_Input data_
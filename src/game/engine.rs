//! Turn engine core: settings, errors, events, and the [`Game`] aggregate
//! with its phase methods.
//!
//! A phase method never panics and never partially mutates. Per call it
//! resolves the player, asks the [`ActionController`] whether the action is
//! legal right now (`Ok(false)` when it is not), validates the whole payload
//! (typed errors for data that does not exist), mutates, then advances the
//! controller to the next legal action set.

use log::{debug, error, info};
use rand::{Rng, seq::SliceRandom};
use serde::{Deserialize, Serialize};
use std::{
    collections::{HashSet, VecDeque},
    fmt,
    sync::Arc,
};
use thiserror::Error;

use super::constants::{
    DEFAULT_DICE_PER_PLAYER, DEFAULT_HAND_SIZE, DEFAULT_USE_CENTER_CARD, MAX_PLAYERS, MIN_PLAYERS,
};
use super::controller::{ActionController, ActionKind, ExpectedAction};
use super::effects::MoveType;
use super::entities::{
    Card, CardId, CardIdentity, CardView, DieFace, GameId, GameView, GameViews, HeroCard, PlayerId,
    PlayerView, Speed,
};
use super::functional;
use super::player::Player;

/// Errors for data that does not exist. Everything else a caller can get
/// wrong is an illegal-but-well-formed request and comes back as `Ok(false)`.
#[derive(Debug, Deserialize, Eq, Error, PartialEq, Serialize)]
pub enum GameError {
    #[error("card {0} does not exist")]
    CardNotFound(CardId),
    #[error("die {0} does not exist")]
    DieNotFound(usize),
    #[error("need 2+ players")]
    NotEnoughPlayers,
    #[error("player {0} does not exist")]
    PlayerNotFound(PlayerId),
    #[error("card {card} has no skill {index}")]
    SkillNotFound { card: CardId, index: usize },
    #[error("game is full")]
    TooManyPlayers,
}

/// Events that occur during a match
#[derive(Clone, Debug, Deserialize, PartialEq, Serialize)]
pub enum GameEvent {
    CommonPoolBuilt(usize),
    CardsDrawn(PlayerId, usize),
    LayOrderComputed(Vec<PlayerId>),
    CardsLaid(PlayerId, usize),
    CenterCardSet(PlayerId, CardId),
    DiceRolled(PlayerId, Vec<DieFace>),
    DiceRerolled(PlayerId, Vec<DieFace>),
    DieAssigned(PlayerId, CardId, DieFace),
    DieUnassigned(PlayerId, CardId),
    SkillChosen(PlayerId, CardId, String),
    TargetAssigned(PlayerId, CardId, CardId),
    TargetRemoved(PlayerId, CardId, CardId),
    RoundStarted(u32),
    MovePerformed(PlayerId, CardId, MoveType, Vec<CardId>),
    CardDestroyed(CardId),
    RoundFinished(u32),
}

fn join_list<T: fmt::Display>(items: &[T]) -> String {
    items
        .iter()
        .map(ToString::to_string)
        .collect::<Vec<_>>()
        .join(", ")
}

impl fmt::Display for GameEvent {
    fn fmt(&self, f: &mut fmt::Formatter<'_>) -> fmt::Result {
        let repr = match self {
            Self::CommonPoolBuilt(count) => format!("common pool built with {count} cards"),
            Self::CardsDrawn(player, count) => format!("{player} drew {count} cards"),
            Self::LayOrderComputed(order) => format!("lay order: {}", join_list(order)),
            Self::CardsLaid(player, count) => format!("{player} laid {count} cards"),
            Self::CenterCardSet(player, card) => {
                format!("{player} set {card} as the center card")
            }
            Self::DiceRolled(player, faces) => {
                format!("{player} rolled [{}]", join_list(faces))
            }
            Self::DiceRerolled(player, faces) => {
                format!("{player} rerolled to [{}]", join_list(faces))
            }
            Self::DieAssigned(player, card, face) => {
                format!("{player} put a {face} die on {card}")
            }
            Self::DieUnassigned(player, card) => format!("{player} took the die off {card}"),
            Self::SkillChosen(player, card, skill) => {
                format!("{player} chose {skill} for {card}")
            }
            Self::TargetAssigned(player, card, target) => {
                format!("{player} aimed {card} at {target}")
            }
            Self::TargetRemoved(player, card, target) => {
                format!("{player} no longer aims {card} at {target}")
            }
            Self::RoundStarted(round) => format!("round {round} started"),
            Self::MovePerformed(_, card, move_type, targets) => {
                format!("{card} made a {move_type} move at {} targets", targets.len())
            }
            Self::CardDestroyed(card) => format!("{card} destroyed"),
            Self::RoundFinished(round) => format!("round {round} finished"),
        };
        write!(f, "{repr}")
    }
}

==

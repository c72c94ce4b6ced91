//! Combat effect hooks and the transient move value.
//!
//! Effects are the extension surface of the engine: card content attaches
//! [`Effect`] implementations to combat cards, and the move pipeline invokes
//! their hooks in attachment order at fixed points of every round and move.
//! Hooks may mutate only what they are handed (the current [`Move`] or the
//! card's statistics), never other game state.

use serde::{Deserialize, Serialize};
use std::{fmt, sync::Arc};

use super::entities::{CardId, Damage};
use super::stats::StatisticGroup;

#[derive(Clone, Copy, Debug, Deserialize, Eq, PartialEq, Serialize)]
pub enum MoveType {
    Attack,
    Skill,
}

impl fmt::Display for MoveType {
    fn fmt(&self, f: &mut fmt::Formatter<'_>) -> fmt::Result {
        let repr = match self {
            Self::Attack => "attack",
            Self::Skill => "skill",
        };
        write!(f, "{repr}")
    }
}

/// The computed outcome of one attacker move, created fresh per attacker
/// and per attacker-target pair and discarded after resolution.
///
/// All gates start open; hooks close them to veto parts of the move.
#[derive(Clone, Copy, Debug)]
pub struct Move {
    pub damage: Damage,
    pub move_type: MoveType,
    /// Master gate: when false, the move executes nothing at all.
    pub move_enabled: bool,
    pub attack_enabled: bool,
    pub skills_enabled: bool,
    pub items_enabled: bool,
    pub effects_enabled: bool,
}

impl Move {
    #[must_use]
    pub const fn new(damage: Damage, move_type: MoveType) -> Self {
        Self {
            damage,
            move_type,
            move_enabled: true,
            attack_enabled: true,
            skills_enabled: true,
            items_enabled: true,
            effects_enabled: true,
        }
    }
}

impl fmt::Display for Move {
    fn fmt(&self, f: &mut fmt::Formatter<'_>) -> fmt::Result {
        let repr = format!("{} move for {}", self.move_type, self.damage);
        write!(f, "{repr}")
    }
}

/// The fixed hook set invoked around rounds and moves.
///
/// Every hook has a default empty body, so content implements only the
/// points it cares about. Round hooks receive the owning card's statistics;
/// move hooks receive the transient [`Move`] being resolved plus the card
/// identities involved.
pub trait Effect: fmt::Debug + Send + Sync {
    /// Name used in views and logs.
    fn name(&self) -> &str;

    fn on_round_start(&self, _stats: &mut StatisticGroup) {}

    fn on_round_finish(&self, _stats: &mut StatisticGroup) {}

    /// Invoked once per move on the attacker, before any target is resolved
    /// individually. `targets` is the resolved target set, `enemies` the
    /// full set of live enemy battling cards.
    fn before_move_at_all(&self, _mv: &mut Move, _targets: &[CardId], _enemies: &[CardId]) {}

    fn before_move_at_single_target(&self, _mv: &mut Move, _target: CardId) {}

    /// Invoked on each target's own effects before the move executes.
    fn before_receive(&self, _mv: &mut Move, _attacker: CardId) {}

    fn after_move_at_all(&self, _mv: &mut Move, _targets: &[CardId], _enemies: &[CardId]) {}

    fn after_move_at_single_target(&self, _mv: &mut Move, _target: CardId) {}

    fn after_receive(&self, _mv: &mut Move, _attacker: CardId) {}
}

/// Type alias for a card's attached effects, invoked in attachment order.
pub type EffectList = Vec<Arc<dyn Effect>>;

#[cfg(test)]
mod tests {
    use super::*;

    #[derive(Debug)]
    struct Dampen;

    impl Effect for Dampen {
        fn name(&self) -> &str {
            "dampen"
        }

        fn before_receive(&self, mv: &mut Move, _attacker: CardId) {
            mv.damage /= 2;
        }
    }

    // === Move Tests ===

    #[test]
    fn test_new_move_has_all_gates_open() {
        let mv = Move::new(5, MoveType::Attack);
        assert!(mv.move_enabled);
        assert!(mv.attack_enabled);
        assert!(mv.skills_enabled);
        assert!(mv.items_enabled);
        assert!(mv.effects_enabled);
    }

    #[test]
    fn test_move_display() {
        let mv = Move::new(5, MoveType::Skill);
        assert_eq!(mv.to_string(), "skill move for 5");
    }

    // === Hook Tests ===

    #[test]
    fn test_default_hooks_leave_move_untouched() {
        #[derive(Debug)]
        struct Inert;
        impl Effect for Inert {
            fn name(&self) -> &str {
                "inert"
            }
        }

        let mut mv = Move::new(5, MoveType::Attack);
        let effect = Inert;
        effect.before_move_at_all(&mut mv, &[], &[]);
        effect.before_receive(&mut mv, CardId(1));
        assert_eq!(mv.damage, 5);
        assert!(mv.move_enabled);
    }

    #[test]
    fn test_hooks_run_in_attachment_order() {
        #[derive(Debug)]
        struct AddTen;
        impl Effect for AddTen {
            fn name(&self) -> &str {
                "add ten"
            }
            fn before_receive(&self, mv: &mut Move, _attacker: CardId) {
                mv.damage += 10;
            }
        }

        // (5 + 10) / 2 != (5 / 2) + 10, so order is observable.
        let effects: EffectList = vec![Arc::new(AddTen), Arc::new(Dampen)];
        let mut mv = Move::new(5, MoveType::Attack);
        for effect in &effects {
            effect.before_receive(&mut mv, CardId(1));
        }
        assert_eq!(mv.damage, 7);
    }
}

_Brief_
Copy whichever lines of the records above contain the word "index".

_Exercise response_
    #[error("card {card} has no skill {index}")]
    SkillNotFound { card: CardId, index: usize },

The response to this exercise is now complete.